[PROBLEM TO SOLVE] Starting with the opening line of the material, restate every line word for word, and end on the line containing "the move is".

───── RECORDS TO USE ─────

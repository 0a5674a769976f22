//! Brute-force reference planner and path checks.
//!
//! Everything here is written for obviousness over speed: neighbour
//! generation is re-derived from the movement rules and the open set is a
//! linear scan.

use wayfind_core::Cell;
use wayfind_grid::Grid;

fn passable(grid: &Grid, cell: Cell, block_threshold: i32) -> bool {
    grid.occupancy_at(cell)
        .map(|v| i32::from(v) < block_threshold)
        .unwrap_or(false)
}

/// Cost of a single move from `a` to `b`, or `None` if the move is
/// illegal: not adjacent, diagonal when diagonals are off, onto a blocked
/// cell, or squeezing between two cells of which either is blocked.
pub fn move_cost(
    grid: &Grid,
    a: Cell,
    b: Cell,
    allow_diagonal: bool,
    block_threshold: i32,
) -> Option<f64> {
    let (dr, dc) = (b.row - a.row, b.col - a.col);
    if !passable(grid, b, block_threshold) {
        return None;
    }
    match (dr.abs(), dc.abs()) {
        (1, 0) | (0, 1) => Some(1.0),
        (1, 1) if allow_diagonal => {
            let side_a = Cell::new(a.row, b.col);
            let side_b = Cell::new(b.row, a.col);
            if passable(grid, side_a, block_threshold) && passable(grid, side_b, block_threshold) {
                Some(2f64.sqrt())
            } else {
                None
            }
        }
        _ => None,
    }
}

/// Minimum path cost from `start` to `goal` by exhaustive Dijkstra, or
/// `None` if either endpoint is blocked or out of bounds or the goal is
/// unreachable.
pub fn reference_cost(
    grid: &Grid,
    start: Cell,
    goal: Cell,
    allow_diagonal: bool,
    block_threshold: i32,
) -> Option<f64> {
    if !passable(grid, start, block_threshold) || !passable(grid, goal, block_threshold) {
        return None;
    }
    let n = grid.cell_count();
    let mut dist = vec![f64::INFINITY; n];
    let mut done = vec![false; n];
    dist[grid.index_of(start)?] = 0.0;

    loop {
        let next = (0..n)
            .filter(|&i| !done[i] && dist[i].is_finite())
            .min_by(|&a, &b| dist[a].total_cmp(&dist[b]));
        let Some(i) = next else { break };
        done[i] = true;
        let here = grid.cell_at(i);
        for dr in -1..=1 {
            for dc in -1..=1 {
                let Some(there) = here.checked_offset(dr, dc) else {
                    continue;
                };
                let Some(cost) = move_cost(grid, here, there, allow_diagonal, block_threshold)
                else {
                    continue;
                };
                let Some(j) = grid.index_of(there) else {
                    continue;
                };
                if dist[i] + cost < dist[j] {
                    dist[j] = dist[i] + cost;
                }
            }
        }
    }

    let d = dist[grid.index_of(goal)?];
    d.is_finite().then_some(d)
}

/// Sum of move costs along `path`, assuming each move is legal.
pub fn path_cost(path: &[Cell]) -> f64 {
    path.windows(2)
        .map(|w| {
            if w[0].row != w[1].row && w[0].col != w[1].col {
                2f64.sqrt()
            } else {
                1.0
            }
        })
        .sum()
}

/// `true` iff `path` is non-empty, starts at `start`, ends at `goal`, and
/// every consecutive pair is a legal move.
pub fn is_valid_path(
    grid: &Grid,
    path: &[Cell],
    start: Cell,
    goal: Cell,
    allow_diagonal: bool,
    block_threshold: i32,
) -> bool {
    path.first() == Some(&start)
        && path.last() == Some(&goal)
        && path.iter().all(|&c| passable(grid, c, block_threshold))
        && path
            .windows(2)
            .all(|w| move_cost(grid, w[0], w[1], allow_diagonal, block_threshold).is_some())
}
//! Terminal classifications for planning and loading.
//!
//! [`PlanStatus`] codes double as process exit codes and as the C ABI
//! status values. Code `1` is deliberately unused: it is left for generic
//! failures at a higher layer (e.g. a CLI that could not load its map).

use std::fmt;

/// Terminal classification of a single `plan` call.
#[derive(Clone, Copy, Debug, PartialEq, Eq, Hash)]
pub enum PlanStatus {
    /// A path was found.
    Ok,
    /// The request was well-formed but no route connects start and goal.
    NoPath,
    /// Start or goal lies on a blocked cell.
    InvalidArg,
    /// Start or goal lies outside the grid.
    OutOfBounds,
    /// The grid itself is malformed.
    MapError,
}

impl PlanStatus {
    /// All statuses, in code order.
    pub const ALL: [PlanStatus; 5] = [
        PlanStatus::Ok,
        PlanStatus::NoPath,
        PlanStatus::InvalidArg,
        PlanStatus::OutOfBounds,
        PlanStatus::MapError,
    ];

    /// Stable numeric code, usable as a process exit code.
    pub const fn code(self) -> i32 {
        match self {
            Self::Ok => 0,
            Self::NoPath => 2,
            Self::InvalidArg => 3,
            Self::OutOfBounds => 4,
            Self::MapError => 5,
        }
    }

    /// Inverse of [`code`](Self::code). Returns `None` for unknown codes.
    pub const fn from_code(code: i32) -> Option<Self> {
        match code {
            0 => Some(Self::Ok),
            2 => Some(Self::NoPath),
            3 => Some(Self::InvalidArg),
            4 => Some(Self::OutOfBounds),
            5 => Some(Self::MapError),
            _ => None,
        }
    }

    /// Short snake_case name, used in JSON output and C diagnostics.
    pub const fn name(self) -> &'static str {
        match self {
            Self::Ok => "ok",
            Self::NoPath => "no_path",
            Self::InvalidArg => "invalid_arg",
            Self::OutOfBounds => "out_of_bounds",
            Self::MapError => "map_error",
        }
    }

    /// `true` only for [`PlanStatus::Ok`].
    pub const fn is_ok(self) -> bool {
        matches!(self, Self::Ok)
    }
}

impl fmt::Display for PlanStatus {
    fn fmt(&self, f: &mut fmt::Formatter<'_>) -> fmt::Result {
        f.write_str(self.name())
    }
}

/// Terminal classification of an occupancy-table load.
#[derive(Clone, Copy, Debug, PartialEq, Eq, Hash)]
pub enum LoadStatus {
    /// The table parsed into a grid.
    Ok,
    /// The resource could not be opened or read.
    FileOpenFailed,
    /// The resource contained no usable rows.
    EmptyFile,
    /// A row's token count differs from the first row's.
    RowLengthMismatch,
    /// A token is not a plain decimal integer.
    NonIntegerToken,
    /// A token is an integer outside `[0, 100]`.
    OutOfRangeToken,
}

impl LoadStatus {
    /// Short snake_case name.
    pub const fn name(self) -> &'static str {
        match self {
            Self::Ok => "ok",
            Self::FileOpenFailed => "file_open_failed",
            Self::EmptyFile => "empty_file",
            Self::RowLengthMismatch => "row_length_mismatch",
            Self::NonIntegerToken => "non_integer_token",
            Self::OutOfRangeToken => "out_of_range_token",
        }
    }
}

impl fmt::Display for LoadStatus {
    fn fmt(&self, f: &mut fmt::Formatter<'_>) -> fmt::Result {
        f.write_str(self.name())
    }
}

─────

[SOLUTION]
repository 0a5674a769976f22
//! Brute-force reference planner and path checks.
//!
//! Everything here is written for obviousness over speed: neighbour
//! generation is re-derived from the movement rules and the open set is a
//! linear scan.

use wayfind_core::Cell;
use wayfind_grid::Grid;

fn passable(grid: &Grid, cell: Cell, block_threshold: i32) -> bool {
    grid.occupancy_at(cell)
        .map(|v| i32::from(v) < block_threshold)
        .unwrap_or(false)
}

/// Cost of a single move from `a` to `b`, or `None` if the move is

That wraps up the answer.